Why it fails. The thinking step decomposes the prompt into 8 separate image_generation calls, but each call appears to be issued with only its beat's text — no shared "location sheet" passed between calls. There's no equivalent of Pikumo's CONTINUITY ANCHOR reference image being threaded through the set. Identity holds because each call sees the attached identity photo(s); location doesn't hold because no location image is attached.

The likely fix is to render beat 1 first, then attach that rendered image as a location reference for beats 2–8. This is a multi-turn /v1/responses pattern (or two-stage orchestration) rather than the single-call thinking-mode capability. A separate follow-up experiment.

3. Diverse-scenes mode is the natural fit for the API as it stands today

Tests A and B (diverse locations) play to the model's strength: each beat names its own setting, identity locks via the attached photo, and the per-beat scene description carries the world. The result is the cleanest of the four: a believable day-in-the-life arc with faithful identity across the set. For Pikumo's "moments of a day / trip / event" story format, this is the production-ready path.

4. Cost lever confirmed at scale

4 tests × 8 images each = 32 image generations + 4 reasoning passes for an estimated ~$0.30 total. The previous single gpt-5.4 high-quality 8-panel run cost $1.78 by itself. This matrix run cost less than that single high-quality call AND produced 4× the output. The gpt-5.4-mini + quality:low + size:1024x1024 recipe is the right default — quality-sensitive surfaces can selectively escalate.

Bottom line

Updated recommendation (Test E result, 2026-05-26)
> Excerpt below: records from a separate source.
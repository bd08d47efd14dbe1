//! Best-effort inverse of the emitters: regex/token extraction of
//! `{url, method, headers, body}` from a code string.
//!
//! The extraction is intentionally lossy. Ties break toward the first
//! occurrence in source text; missing fields resolve to documented defaults
//! rather than failing; only input with no recognizable call shape at all
//! yields `None`. Object literals go through a naive quote normalization
//! (bare keys quoted, single quotes swapped to double) before JSON parsing,
//! which mis-parses strings that themselves contain quotes, a known
//! limitation kept for compatibility with the snippets users already edit.

use super::Language;
use crate::compose::RequestDescriptor;
use once_cell::sync::Lazy;
use regex::Regex;
use serde::Serialize;
use serde_json::{Map, Value};

static FETCH_URL_RE: Lazy<Regex> =
    Lazy::new(|| Regex::new(r#"fetch\s*\(\s*['"]([^'"]+)['"]"#).unwrap());
static JS_METHOD_RE: Lazy<Regex> =
    Lazy::new(|| Regex::new(r#"method\s*:\s*['"]([A-Za-z]+)['"]"#).unwrap());
static JS_HEADERS_RE: Lazy<Regex> = Lazy::new(|| Regex::new(r"headers\s*:\s*\{").unwrap());
static JS_BODY_RE: Lazy<Regex> =
    Lazy::new(|| Regex::new(r"body\s*:\s*JSON\.stringify\s*\(").unwrap());

static PY_CALL_RE: Lazy<Regex> = Lazy::new(|| {
    Regex::new(r#"requests\.(get|post|put|delete|patch|head|options)\s*\(\s*['"]([^'"]+)['"]"#)
        .unwrap()
});
static PY_HEADERS_RE: Lazy<Regex> = Lazy::new(|| Regex::new(r"headers\s*=\s*\{").unwrap());
static PY_JSON_RE: Lazy<Regex> = Lazy::new(|| Regex::new(r"json\s*=\s*\{").unwrap());
static PY_DATA_RE: Lazy<Regex> = Lazy::new(|| Regex::new(r"data\s*=\s*\{").unwrap());

static CURL_STRING_RE: Lazy<Regex> =
    Lazy::new(|| Regex::new(r#"'([^']+)'|"([^"]+)""#).unwrap());
static CURL_METHOD_RE: Lazy<Regex> = Lazy::new(|| Regex::new(r"-X\s+([A-Za-z]+)").unwrap());
static CURL_HEADER_RE: Lazy<Regex> =
    Lazy::new(|| Regex::new(r#"-H\s+['"]([^'"]+)['"]"#).unwrap());
static CURL_DATA_SQ_RE: Lazy<Regex> = Lazy::new(|| Regex::new(r"(?s)-d\s+'([^']*)'").unwrap());
static CURL_DATA_DQ_RE: Lazy<Regex> = Lazy::new(|| Regex::new(r#"(?s)-d\s+"([^"]*)""#).unwrap());

static BARE_KEY_RE: Lazy<Regex> =
    Lazy::new(|| Regex::new(r"([{,]\s*)([A-Za-z_][A-Za-z0-9_\-]*)\s*:").unwrap());

/// Methods an edited javascript snippet may declare; anything else keeps
/// the GET default.
const JS_METHODS: [&str; 5] = ["GET", "POST", "PUT", "DELETE", "PATCH"];

/// A request recovered from an edited code snippet.
#[derive(Debug, Clone, Serialize)]
#[serde(rename_all = "camelCase")]
pub struct ParsedRequest {
    pub url: String,
    pub method: String,
    pub headers: Map<String, Value>,
    pub body: Option<Value>,
    /// The snippet text the request was extracted from, verbatim.
    pub original_code: String,
}

impl ParsedRequest {
    /// Convert to the descriptor shape the validator and execution
    /// collaborator consume. The content type is read back from the
    /// parsed headers when present.
    pub fn into_descriptor(self) -> RequestDescriptor {
        let content_type = self
            .headers
            .iter()
            .find(|(k, _)| k.eq_ignore_ascii_case("content-type"))
            .and_then(|(_, v)| v.as_str())
            .map(str::to_string);
        RequestDescriptor {
            url: self.url,
            method: self.method,
            headers: self.headers,
            body: self.body,
            content_type,
        }
    }
}

/// Parse a code snippet in the given language.
///
/// Returns `None` only when no recognizable call shape exists in the input
/// (no `fetch(...)` URL, no `requests.<verb>(...)` call, no quoted string
/// after `curl`). Missing method/headers/body are not failures.
pub fn parse(language: Language, code: &str) -> Option<ParsedRequest> {
    match language {
        Language::Javascript => parse_javascript(code),
        Language::Python => parse_python(code),
        Language::Curl => parse_curl(code),
    }
}

fn parse_javascript(code: &str) -> Option<ParsedRequest> {
    let url = FETCH_URL_RE.captures(code)?.get(1)?.as_str().to_string();

    let method = JS_METHOD_RE
        .captures(code)
        .map(|c| c[1].to_ascii_uppercase())
        .filter(|m| JS_METHODS.contains(&m.as_str()))
        .unwrap_or_else(|| "GET".to_string());

    let headers = JS_HEADERS_RE
        .find(code)
        .and_then(|m| balanced_block(code, m.end() - 1, '{', '}'))
        .map(parse_object_literal)
        .unwrap_or_default();

    let body = JS_BODY_RE
        .find(code)
        .and_then(|m| balanced_block(code, m.end() - 1, '(', ')'))
        .and_then(|block| {
            // strip the stringify parentheses
            let inner = block[1..block.len() - 1].trim();
            parse_value_literal(inner)
        });

    Some(ParsedRequest {
        url,
        method,
        headers,
        body,
        original_code: code.to_string(),
    })
}

fn parse_python(code: &str) -> Option<ParsedRequest> {
    let call = PY_CALL_RE.captures(code)?;
    let method = call.get(1)?.as_str().to_ascii_uppercase();
    let url = call.get(2)?.as_str().to_string();

    let headers = PY_HEADERS_RE
        .find(code)
        .and_then(|m| balanced_block(code, m.end() - 1, '{', '}'))
        .map(parse_object_literal)
        .unwrap_or_default();

    let body = PY_JSON_RE
        .find(code)
        .or_else(|| PY_DATA_RE.find(code))
        .and_then(|m| balanced_block(code, m.end() - 1, '{', '}'))
        .and_then(parse_value_literal);

    Some(ParsedRequest {
        url,
        method,
        headers,
        body,
        original_code: code.to_string(),
    })
}

fn parse_curl(code: &str) -> Option<ParsedRequest> {
    let after_curl = &code[code.find("curl")?..];
    let url_caps = CURL_STRING_RE.captures(after_curl)?;
    let url = url_caps
        .get(1)
        .or_else(|| url_caps.get(2))?
        .as_str()
        .to_string();

    let method = CURL_METHOD_RE
        .captures(code)
        .map(|c| c[1].to_ascii_uppercase())
        .unwrap_or_else(|| "GET".to_string());

    let mut headers = Map::new();
    for caps in CURL_HEADER_RE.captures_iter(code) {
        if let Some((key, value)) = caps[1].split_once(':') {
            // later duplicates overwrite earlier ones
            headers.insert(
                key.trim().to_string(),
                Value::String(value.trim().to_string()),
            );
        }
    }

    let body = CURL_DATA_SQ_RE
        .captures(code)
        .or_else(|| CURL_DATA_DQ_RE.captures(code))
        .and_then(|caps| serde_json::from_str(&caps[1]).ok());

    Some(ParsedRequest {
        url,
        method,
        headers,
        body,
        original_code: code.to_string(),
    })
}

/// Slice out a balanced delimiter block starting at `open_idx` (which must
/// point at the opening delimiter), delimiters included. The scan does not
/// understand string literals; delimiters inside quoted strings skew the
/// balance; that fragility is part of this parser's contract.
fn balanced_block(text: &str, open_idx: usize, open: char, close: char) -> Option<&str> {
    let mut depth = 0usize;
    for (offset, c) in text[open_idx..].char_indices() {
        if c == open {
            depth += 1;
        } else if c == close {
            depth = depth.checked_sub(1)?;
            if depth == 0 {
                return Some(&text[open_idx..open_idx + offset + c.len_utf8()]);
            }
        }
    }
    None
}

/// Lenient quote normalization: single quotes to double, bare keys quoted.
fn normalize_literal(raw: &str) -> String {
    let double_quoted = raw.replace('\'', "\"");
    BARE_KEY_RE
        .replace_all(&double_quoted, "${1}\"${2}\":")
        .into_owned()
}

/// Parse an object literal into a header-style map; unparseable input
/// degrades to an empty map.
fn parse_object_literal(raw: &str) -> Map<String, Value> {
    match serde_json::from_str::<Value>(&normalize_literal(raw)) {
        Ok(Value::Object(map)) => map,
        _ => {
            tracing::debug!("header literal did not normalize to a JSON object");
            Map::new()
        }
    }
}

/// Parse a body literal; unparseable input degrades to `None`.
fn parse_value_literal(raw: &str) -> Option<Value> {
    match serde_json::from_str(&normalize_literal(raw)) {
        Ok(value) => Some(value),
        Err(err) => {
            tracing::debug!(error = %err, "body literal did not parse");
            None
        }
    }
}
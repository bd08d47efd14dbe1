use tracing_subscriber::EnvFilter;

fn main() -> anyhow::Result<()> {
    tracing_subscriber::fmt()
        .with_env_filter(EnvFilter::try_from_default_env().unwrap_or_else(|_| "warn".into()))
        .with_target(false)
        .init();

    apiforge::cli::run_cli()
}
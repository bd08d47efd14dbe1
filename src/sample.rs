//! Deterministic example synthesis for JSON-Schema-shaped type descriptions.
//!
//! `sample_schema` walks a schema and produces a concrete, plausible value
//! without any randomness, so identical input always yields identical output
//! and generated examples never flake. The walk is bounded by an explicit
//! depth accumulator rather than cycle detection: object identity is not
//! reliable across document copies, a depth cap is.

use chrono::{SecondsFormat, Utc};
use serde_json::{json, Map, Value};

/// Maximum recursion depth before the sampler gives up on a branch.
const MAX_SAMPLE_DEPTH: usize = 6;

const NIL_UUID: &str = "00000000-0000-0000-0000-000000000000";

/// Produce a deterministic example value for a schema.
///
/// Resolution order, first match wins:
///
/// 1. `example`, verbatim
/// 2. `default`, verbatim
/// 3. `const`, verbatim
/// 4. first `enum` entry
/// 5. depth guard (`null` past depth 6)
/// 6. type-directed synthesis: explicit `type`, else the first
///    `oneOf`/`anyOf` branch, else `object` when `allOf`/`properties`
///    are present, else the string fallback
///
/// This function never fails: unrecognized shapes degrade to `null` or the
/// string fallback so one malformed fragment of a large document cannot
/// block synthesis for the rest of the catalog.
pub fn sample_schema(schema: &Value) -> Value {
    sample_schema_at(schema, 0)
}

/// [`sample_schema`] with an explicit starting depth.
pub fn sample_schema_at(schema: &Value, depth: usize) -> Value {
    let Some(obj) = schema.as_object() else {
        // non-object schema node (null, bool, string...) carries no type info
        return Value::Null;
    };

    if let Some(example) = obj.get("example") {
        return example.clone();
    }
    if let Some(default) = obj.get("default") {
        return default.clone();
    }
    if let Some(constant) = obj.get("const") {
        return constant.clone();
    }
    if let Some(first) = obj.get("enum").and_then(Value::as_array).and_then(|e| e.first()) {
        return first.clone();
    }

    if depth > MAX_SAMPLE_DEPTH {
        return Value::Null;
    }

    let explicit_type = obj.get("type").and_then(Value::as_str);
    let ty = match explicit_type {
        Some(t) => t,
        None => {
            // untyped union: descend into the first branch
            if let Some(branch) = first_union_branch(obj) {
                return sample_schema_at(branch, depth + 1);
            }
            if obj.contains_key("allOf") || obj.contains_key("properties") {
                "object"
            } else {
                // untyped schemas are treated as strings
                "string"
            }
        }
    };

    match ty {
        "object" => sample_object(obj, depth),
        "array" => {
            let items = obj.get("items").cloned().unwrap_or_else(|| json!({}));
            Value::Array(vec![sample_schema_at(&items, depth + 1)])
        }
        "number" | "integer" => json!(0),
        "boolean" => json!(false),
        _ => sample_string(obj),
    }
}

fn first_union_branch(obj: &Map<String, Value>) -> Option<&Value> {
    obj.get("oneOf")
        .or_else(|| obj.get("anyOf"))
        .and_then(Value::as_array)
        .and_then(|branches| branches.first())
}

/// Sample an object schema, folding `allOf` members' properties in before
/// the schema's own so direct composition behaves like a flat object.
fn sample_object(obj: &Map<String, Value>, depth: usize) -> Value {
    let mut properties: Map<String, Value> = Map::new();
    if let Some(all_of) = obj.get("allOf").and_then(Value::as_array) {
        for member in all_of {
            if let Some(props) = member.get("properties").and_then(Value::as_object) {
                for (name, prop) in props {
                    properties.insert(name.clone(), prop.clone());
                }
            }
        }
    }
    if let Some(props) = obj.get("properties").and_then(Value::as_object) {
        for (name, prop) in props {
            properties.insert(name.clone(), prop.clone());
        }
    }

    let mut out = Map::new();
    for (name, prop) in &properties {
        let mut value = sample_schema_at(prop, depth + 1);
        if value.is_null() {
            value = zero_value(prop);
        }
        out.insert(name.clone(), value);
    }
    Value::Object(out)
}

/// Type-appropriate zero value used when recursion on a property came back
/// empty (depth guard, explicit null example). Whether the property is
/// required does not change the substitute.
fn zero_value(prop: &Value) -> Value {
    match prop.get("type").and_then(Value::as_str) {
        Some("number") | Some("integer") => json!(0),
        Some("boolean") => json!(false),
        Some("array") => json!([]),
        Some("object") => json!({}),
        _ => json!(""),
    }
}

/// Canned literals for string formats; everything unrecognized (including
/// `pattern`-only schemas) collapses to the literal `"string"`.
fn sample_string(obj: &Map<String, Value>) -> Value {
    match obj.get("format").and_then(Value::as_str) {
        Some("date-time") => json!(Utc::now().to_rfc3339_opts(SecondsFormat::Millis, true)),
        Some("date") => json!(Utc::now().format("%Y-%m-%d").to_string()),
        Some("email") => json!("user@example.com"),
        Some("uuid") => json!(NIL_UUID),
        Some("uri") | Some("url") => json!("https://example.com"),
        _ => json!("string"),
    }
}

#[cfg(test)]
mod tests {
    use super::*;

    #[test]
    fn test_example_wins_over_enum() {
        let schema = json!({"example": "E", "enum": ["A", "B"]});
        assert_eq!(sample_schema(&schema), json!("E"));
    }

    #[test]
    fn test_default_and_const_precedence() {
        assert_eq!(sample_schema(&json!({"default": 7, "const": 9})), json!(7));
        assert_eq!(sample_schema(&json!({"const": 9, "enum": [1]})), json!(9));
    }

    #[test]
    fn test_enum_returns_first_element() {
        let schema = json!({"type": "string", "enum": ["metric", "imperial"]});
        assert_eq!(sample_schema(&schema), json!("metric"));
    }

    #[test]
    fn test_primitive_zeros() {
        assert_eq!(sample_schema(&json!({"type": "integer"})), json!(0));
        assert_eq!(sample_schema(&json!({"type": "number"})), json!(0));
        assert_eq!(sample_schema(&json!({"type": "boolean"})), json!(false));
    }

    #[test]
    fn test_untyped_schema_is_a_string() {
        assert_eq!(sample_schema(&json!({})), json!("string"));
        assert_eq!(sample_schema(&json!({"pattern": "^x+$"})), json!("string"));
    }

    #[test]
    fn test_string_formats() {
        assert_eq!(
            sample_schema(&json!({"type": "string", "format": "email"})),
            json!("user@example.com")
        );
        assert_eq!(
            sample_schema(&json!({"type": "string", "format": "uuid"})),
            json!(NIL_UUID)
        );
        assert_eq!(
            sample_schema(&json!({"type": "string", "format": "uri"})),
            json!("https://example.com")
        );
        let date = sample_schema(&json!({"type": "string", "format": "date"}));
        assert_eq!(date.as_str().unwrap().len(), 10);
    }

    #[test]
    fn test_object_with_properties() {
        let schema = json!({
            "type": "object",
            "properties": {
                "name": {"type": "string"},
                "count": {"type": "integer"}
            }
        });
        assert_eq!(sample_schema(&schema), json!({"name": "string", "count": 0}));
    }

    #[test]
    fn test_all_of_composition() {
        let schema = json!({
            "allOf": [
                {"properties": {"a": {"type": "integer"}}},
                {"properties": {"b": {"type": "boolean"}}}
            ],
            "properties": {"c": {"type": "string"}}
        });
        assert_eq!(
            sample_schema(&schema),
            json!({"a": 0, "b": false, "c": "string"})
        );
    }

    #[test]
    fn test_array_wraps_single_item() {
        let schema = json!({"type": "array", "items": {"type": "integer"}});
        assert_eq!(sample_schema(&schema), json!([0]));
        // itemless arrays still produce one element
        assert_eq!(sample_schema(&json!({"type": "array"})), json!(["string"]));
    }

    #[test]
    fn test_union_takes_first_branch() {
        let schema = json!({
            "oneOf": [
                {"type": "object", "properties": {"kind": {"const": "x"}}},
                {"type": "integer"}
            ]
        });
        assert_eq!(sample_schema(&schema), json!({"kind": "x"}));
    }

    #[test]
    fn test_depth_guard_terminates_deep_nesting() {
        // build a property chain deeper than the guard
        let mut schema = json!({"type": "integer"});
        for _ in 0..20 {
            schema = json!({"type": "object", "properties": {"next": schema}});
        }
        let sampled = sample_schema(&schema);
        // terminated, and the truncated branch got the object zero value
        let mut cursor = &sampled;
        let mut hops = 0;
        while let Some(next) = cursor.get("next") {
            cursor = next;
            hops += 1;
        }
        assert!(hops <= MAX_SAMPLE_DEPTH + 1);
    }

    #[test]
    fn test_determinism() {
        let schema = json!({
            "type": "object",
            "properties": {
                "id": {"type": "string", "format": "uuid"},
                "tags": {"type": "array", "items": {"enum": ["a", "b"]}},
                "nested": {"properties": {"flag": {"type": "boolean"}}}
            }
        });
        assert_eq!(sample_schema(&schema), sample_schema(&schema));
    }

    #[test]
    fn test_null_example_substituted_in_object() {
        let schema = json!({
            "type": "object",
            "properties": {
                "n": {"type": "integer", "example": null},
                "s": {"example": null}
            }
        });
        assert_eq!(sample_schema(&schema), json!({"n": 0, "s": ""}));
    }
}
For Pikumo's existing storytelling pipeline — which already extracts a sceneBible with palette + setting + time period during Pass B — the integration looks like:

  1. Pre-render a LOCATION BIBLE text block from the sceneBible at thinking-mode call time. Named colors, named props, named layout. ~400 words is enough; the model rewards specificity.
  2. Add a PRESERVE LIST that enumerates the 10-15 invariants every panel must hold.
  3. In every per-beat description, re-anchor with "the SAME [bible-element]" verbatim language for at least 2-3 named elements.
  4. Use gpt-5.4-mini + quality: low + size: 1024x1024. max_tool_calls: N matched to the story's panel count. reasoning.effort: high.

For 4-panel stories (Pikumo's current shape), this reduces to a ~$0.04 per-story image budget (4 × $0.006 + ~$0.025 text) with both identity AND location coherence across the set — a step change over today's per-panel-isolated pipeline.

Generated 2026-05-26. All 4 tests cost < $0.40 total. Source headshots from eval/pipeline/cast/.